When the line containing "if live == capacity" is found in the data below, copy it and each line after it through the line containing "write cursor is", exactly and with no others.

_ _ _ _ _

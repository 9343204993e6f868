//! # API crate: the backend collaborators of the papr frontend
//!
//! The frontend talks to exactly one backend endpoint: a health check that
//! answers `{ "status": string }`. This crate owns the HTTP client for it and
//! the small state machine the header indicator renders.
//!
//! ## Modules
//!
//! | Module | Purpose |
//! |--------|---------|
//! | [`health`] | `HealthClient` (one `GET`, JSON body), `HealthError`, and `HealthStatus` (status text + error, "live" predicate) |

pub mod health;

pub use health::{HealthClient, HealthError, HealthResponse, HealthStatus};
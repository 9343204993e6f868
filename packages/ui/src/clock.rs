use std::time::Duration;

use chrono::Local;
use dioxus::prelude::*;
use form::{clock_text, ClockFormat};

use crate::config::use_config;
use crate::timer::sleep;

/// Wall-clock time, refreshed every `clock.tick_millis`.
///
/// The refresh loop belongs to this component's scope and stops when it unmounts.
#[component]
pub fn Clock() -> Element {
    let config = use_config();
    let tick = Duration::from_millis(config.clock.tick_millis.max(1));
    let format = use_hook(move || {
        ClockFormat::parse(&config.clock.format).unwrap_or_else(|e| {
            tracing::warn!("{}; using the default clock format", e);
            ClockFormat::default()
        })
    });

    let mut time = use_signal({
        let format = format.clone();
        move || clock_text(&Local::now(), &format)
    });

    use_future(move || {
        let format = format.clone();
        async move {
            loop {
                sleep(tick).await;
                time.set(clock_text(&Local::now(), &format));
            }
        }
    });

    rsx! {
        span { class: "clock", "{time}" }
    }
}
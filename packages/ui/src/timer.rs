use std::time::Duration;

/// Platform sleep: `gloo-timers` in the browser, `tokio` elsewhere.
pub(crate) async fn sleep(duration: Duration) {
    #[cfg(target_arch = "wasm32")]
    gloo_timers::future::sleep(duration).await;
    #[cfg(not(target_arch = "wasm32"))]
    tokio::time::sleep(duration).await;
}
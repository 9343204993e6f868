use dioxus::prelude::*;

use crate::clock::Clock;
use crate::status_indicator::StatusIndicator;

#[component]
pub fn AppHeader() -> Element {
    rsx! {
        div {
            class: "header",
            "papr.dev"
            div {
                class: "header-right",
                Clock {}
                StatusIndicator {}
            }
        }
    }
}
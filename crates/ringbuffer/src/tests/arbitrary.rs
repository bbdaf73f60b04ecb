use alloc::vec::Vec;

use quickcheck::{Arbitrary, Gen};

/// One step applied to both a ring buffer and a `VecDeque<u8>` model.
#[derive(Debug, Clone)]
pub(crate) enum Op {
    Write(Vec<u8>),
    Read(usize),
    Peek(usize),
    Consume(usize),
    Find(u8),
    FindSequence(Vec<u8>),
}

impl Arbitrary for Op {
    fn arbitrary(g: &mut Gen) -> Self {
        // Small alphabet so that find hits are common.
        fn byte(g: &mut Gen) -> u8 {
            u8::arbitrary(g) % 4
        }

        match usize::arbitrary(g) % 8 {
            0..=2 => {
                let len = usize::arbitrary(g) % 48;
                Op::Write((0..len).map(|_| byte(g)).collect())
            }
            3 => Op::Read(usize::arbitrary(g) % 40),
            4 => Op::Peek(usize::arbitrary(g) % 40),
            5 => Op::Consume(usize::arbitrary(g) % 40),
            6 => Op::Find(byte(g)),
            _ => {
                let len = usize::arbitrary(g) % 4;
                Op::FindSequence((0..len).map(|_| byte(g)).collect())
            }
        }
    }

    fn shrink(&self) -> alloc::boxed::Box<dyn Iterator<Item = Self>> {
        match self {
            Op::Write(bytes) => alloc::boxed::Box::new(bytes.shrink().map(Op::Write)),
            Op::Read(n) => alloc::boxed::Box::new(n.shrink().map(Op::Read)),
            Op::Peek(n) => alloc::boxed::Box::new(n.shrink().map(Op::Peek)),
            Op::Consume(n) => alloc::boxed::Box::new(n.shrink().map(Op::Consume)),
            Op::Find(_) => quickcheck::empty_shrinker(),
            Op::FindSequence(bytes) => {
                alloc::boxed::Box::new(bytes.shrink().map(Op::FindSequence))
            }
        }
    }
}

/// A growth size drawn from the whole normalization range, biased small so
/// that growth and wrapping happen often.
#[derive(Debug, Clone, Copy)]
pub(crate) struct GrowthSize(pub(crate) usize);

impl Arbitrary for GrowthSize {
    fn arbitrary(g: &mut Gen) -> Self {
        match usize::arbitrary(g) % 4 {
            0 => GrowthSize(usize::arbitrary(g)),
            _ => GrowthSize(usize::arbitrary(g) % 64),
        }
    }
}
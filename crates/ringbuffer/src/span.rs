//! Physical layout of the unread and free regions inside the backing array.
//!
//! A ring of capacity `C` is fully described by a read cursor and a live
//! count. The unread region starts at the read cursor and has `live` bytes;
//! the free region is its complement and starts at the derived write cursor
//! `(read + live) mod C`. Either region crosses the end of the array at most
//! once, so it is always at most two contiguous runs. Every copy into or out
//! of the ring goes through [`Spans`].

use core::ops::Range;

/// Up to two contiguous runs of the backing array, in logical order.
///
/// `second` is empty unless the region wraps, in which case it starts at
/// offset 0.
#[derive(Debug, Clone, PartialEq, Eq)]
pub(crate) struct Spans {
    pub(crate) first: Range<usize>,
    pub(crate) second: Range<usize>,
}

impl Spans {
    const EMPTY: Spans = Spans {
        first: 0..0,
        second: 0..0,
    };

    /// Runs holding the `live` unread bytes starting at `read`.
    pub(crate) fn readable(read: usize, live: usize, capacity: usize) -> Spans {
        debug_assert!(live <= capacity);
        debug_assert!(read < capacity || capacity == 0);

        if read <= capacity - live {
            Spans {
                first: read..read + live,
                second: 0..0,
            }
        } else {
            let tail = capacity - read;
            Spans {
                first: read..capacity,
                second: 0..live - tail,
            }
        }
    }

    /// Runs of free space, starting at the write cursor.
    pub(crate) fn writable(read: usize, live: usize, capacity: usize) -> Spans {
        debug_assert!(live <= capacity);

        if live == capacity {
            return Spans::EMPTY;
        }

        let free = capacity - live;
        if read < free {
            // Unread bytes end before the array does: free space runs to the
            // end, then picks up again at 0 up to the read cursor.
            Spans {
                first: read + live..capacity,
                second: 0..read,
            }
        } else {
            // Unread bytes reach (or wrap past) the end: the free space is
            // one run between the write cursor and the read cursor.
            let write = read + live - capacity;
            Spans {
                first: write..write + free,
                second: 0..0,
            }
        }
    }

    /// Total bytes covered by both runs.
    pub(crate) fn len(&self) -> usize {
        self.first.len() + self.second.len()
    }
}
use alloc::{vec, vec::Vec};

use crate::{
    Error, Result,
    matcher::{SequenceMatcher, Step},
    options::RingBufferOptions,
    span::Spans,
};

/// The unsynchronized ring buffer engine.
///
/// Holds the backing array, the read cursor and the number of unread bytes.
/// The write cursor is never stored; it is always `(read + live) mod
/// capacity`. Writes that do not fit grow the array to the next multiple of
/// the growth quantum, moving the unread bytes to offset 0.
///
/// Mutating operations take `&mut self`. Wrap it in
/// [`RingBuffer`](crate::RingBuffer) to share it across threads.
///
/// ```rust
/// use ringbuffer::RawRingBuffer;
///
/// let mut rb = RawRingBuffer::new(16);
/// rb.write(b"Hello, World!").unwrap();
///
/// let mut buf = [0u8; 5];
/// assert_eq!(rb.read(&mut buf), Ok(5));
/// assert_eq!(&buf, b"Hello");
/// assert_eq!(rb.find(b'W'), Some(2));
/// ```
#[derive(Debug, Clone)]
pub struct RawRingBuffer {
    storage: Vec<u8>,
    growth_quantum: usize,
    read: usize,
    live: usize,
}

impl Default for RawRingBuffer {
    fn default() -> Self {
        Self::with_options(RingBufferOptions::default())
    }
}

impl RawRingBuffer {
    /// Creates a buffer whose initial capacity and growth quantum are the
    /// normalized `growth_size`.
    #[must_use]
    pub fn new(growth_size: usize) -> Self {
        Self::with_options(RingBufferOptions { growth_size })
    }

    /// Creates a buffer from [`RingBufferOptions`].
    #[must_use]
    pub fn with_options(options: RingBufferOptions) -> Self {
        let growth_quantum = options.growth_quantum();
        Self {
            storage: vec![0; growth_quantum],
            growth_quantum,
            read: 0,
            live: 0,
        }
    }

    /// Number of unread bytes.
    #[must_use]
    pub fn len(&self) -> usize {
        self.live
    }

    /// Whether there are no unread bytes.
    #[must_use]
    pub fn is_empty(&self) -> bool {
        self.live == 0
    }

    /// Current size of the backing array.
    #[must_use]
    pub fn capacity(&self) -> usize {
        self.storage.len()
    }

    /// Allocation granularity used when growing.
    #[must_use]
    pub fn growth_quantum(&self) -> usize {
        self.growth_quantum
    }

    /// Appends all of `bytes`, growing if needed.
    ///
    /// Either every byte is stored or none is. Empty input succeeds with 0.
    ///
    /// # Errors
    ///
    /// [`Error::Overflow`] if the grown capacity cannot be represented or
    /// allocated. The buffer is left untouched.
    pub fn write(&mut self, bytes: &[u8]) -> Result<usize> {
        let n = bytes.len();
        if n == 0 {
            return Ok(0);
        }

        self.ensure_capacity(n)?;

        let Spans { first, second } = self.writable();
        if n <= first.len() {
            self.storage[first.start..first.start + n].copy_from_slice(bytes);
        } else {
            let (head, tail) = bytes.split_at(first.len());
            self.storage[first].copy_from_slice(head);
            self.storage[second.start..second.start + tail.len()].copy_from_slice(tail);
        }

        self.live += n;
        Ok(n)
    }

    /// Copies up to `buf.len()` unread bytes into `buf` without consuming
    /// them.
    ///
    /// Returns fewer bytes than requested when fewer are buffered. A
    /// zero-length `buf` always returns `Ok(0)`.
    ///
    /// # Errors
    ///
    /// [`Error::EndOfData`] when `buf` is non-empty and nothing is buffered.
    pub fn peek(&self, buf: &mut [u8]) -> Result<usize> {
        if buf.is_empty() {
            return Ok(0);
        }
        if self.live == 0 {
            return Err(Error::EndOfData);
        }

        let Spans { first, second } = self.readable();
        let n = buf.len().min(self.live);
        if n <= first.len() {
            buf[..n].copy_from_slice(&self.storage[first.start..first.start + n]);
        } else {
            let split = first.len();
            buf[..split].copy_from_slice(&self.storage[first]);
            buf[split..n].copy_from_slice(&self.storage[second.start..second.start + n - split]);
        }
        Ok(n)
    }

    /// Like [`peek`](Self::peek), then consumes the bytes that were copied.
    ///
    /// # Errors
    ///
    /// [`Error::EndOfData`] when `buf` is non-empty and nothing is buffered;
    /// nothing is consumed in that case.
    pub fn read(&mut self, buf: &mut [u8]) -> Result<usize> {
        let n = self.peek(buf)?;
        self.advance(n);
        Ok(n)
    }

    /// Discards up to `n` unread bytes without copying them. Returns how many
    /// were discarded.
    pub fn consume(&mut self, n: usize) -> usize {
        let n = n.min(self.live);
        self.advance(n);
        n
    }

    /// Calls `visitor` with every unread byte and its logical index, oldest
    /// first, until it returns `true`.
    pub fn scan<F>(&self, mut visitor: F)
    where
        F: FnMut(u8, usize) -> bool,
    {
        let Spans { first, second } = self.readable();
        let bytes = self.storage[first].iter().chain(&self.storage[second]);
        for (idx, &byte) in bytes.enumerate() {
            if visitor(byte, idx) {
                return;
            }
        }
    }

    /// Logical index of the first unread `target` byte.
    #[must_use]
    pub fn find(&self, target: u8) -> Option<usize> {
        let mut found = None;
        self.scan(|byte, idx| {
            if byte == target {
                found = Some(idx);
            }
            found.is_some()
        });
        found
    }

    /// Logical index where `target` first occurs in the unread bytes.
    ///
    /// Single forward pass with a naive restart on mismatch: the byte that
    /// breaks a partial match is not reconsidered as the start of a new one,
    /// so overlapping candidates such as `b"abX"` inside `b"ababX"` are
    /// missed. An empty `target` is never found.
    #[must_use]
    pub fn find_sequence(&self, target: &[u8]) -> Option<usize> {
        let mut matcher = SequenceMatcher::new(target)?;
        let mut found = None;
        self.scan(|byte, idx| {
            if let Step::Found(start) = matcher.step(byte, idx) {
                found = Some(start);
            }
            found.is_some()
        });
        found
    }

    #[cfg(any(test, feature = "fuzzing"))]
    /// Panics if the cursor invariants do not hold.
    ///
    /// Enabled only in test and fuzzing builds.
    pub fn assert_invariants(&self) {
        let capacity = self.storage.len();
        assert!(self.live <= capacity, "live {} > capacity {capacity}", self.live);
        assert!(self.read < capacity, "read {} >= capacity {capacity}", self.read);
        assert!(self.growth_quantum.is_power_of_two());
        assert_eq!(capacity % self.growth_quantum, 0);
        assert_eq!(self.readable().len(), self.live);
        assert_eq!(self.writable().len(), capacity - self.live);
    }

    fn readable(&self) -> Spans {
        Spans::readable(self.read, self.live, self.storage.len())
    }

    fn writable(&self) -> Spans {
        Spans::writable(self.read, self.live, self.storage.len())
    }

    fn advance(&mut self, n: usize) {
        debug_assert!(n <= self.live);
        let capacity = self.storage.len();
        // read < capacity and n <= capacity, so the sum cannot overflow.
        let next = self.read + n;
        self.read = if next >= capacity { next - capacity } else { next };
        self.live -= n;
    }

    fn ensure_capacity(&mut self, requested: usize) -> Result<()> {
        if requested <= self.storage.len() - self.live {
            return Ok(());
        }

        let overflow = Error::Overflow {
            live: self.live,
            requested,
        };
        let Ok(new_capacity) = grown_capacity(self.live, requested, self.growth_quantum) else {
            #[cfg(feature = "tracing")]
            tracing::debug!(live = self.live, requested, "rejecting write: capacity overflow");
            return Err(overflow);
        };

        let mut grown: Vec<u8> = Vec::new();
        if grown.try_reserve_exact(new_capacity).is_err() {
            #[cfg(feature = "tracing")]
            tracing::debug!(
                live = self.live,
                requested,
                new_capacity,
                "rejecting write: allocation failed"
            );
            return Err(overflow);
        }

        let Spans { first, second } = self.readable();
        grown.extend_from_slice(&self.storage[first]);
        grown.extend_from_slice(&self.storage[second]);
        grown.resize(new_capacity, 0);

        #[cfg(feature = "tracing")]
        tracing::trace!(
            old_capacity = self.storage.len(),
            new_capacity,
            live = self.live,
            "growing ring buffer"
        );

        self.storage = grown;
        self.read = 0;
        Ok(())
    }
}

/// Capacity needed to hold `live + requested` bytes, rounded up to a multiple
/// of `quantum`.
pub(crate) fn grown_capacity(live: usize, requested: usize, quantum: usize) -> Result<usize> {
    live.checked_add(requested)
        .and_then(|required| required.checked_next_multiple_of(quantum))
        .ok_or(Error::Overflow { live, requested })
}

_ _ _ _ _

* _Completed exercise_
        if live == capacity {
            return Spans::EMPTY;
        }

        let free = capacity - live;
        if read < free {
            // Unread bytes end before the array does: free space runs to the
            // end, then picks up again at 0 up to the read cursor.
            Spans {
                first: read + live..capacity,
                second: 0..read,
            }
        } else {
            // Unread bytes reach (or wrap past) the end: the free space is
            // one run between the write cursor and the read cursor.
            let write = read + live - capacity;
            Spans {
                first: write..write + free,
                second: 0..0,
            }
        }
    }

    /// Total bytes covered by both runs.
    pub(crate) fn len(&self) -> usize {
        self.first.len() + self.second.len()
    }
}
use alloc::{vec, vec::Vec};

use crate::{
    Error, Result,
    matcher::{SequenceMatcher, Step},
    options::RingBufferOptions,
    span::Spans,
};

/// The unsynchronized ring buffer engine.
///
/// Holds the backing array, the read cursor and the number of unread bytes.
/// The write cursor is never stored; it is always `(read + live) mod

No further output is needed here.